Records to process START

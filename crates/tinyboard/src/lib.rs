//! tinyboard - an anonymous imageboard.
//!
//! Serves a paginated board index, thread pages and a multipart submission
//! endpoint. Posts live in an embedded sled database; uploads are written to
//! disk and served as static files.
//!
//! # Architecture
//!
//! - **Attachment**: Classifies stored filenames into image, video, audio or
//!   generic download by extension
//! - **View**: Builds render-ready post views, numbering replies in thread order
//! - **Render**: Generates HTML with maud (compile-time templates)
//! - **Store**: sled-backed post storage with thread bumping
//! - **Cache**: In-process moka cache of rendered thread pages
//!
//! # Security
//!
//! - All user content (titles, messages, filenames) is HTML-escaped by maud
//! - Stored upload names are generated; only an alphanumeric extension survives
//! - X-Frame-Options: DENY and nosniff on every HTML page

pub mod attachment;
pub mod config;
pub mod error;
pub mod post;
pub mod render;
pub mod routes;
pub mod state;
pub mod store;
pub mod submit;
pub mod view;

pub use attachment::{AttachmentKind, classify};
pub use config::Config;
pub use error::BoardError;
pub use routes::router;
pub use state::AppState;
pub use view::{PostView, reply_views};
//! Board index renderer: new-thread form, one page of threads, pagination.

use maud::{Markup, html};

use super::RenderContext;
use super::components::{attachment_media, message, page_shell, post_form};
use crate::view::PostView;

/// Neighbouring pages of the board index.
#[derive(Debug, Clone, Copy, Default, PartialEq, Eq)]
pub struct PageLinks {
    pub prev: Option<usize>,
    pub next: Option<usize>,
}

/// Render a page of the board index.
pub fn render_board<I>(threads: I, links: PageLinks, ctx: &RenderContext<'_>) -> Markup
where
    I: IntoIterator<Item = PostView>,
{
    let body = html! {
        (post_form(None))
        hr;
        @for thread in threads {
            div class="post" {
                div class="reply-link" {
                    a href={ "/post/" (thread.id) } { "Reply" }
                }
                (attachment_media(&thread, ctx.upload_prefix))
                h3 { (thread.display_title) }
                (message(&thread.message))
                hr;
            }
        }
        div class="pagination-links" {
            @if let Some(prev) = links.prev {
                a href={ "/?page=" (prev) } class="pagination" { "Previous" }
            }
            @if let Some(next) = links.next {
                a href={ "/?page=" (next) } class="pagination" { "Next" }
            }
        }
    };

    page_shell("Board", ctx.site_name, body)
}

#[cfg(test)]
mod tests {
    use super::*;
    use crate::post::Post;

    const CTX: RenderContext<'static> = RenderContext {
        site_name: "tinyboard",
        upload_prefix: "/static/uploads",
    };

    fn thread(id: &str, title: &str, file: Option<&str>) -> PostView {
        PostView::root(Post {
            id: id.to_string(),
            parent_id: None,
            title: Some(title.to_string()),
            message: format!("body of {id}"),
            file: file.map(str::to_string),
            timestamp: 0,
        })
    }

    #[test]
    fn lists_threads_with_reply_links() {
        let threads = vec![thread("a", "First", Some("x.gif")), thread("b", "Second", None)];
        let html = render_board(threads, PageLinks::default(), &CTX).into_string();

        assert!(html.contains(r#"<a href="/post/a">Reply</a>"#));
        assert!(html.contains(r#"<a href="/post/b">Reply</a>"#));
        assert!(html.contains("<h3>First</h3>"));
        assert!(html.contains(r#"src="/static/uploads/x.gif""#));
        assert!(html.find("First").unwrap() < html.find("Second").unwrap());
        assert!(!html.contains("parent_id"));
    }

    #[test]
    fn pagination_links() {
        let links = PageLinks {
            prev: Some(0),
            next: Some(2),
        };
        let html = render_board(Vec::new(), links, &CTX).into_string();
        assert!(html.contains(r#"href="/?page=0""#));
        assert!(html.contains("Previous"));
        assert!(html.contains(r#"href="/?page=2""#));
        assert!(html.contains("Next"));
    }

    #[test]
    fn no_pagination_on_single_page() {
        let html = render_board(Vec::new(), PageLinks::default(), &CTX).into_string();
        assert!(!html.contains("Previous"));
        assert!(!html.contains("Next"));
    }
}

Records to process END

What is required
Where a line of the data holds "super", show that line.

Answer to the exercise
use super::RenderContext;
use super::components::{attachment_media, message, page_shell, post_form};
    use super::*;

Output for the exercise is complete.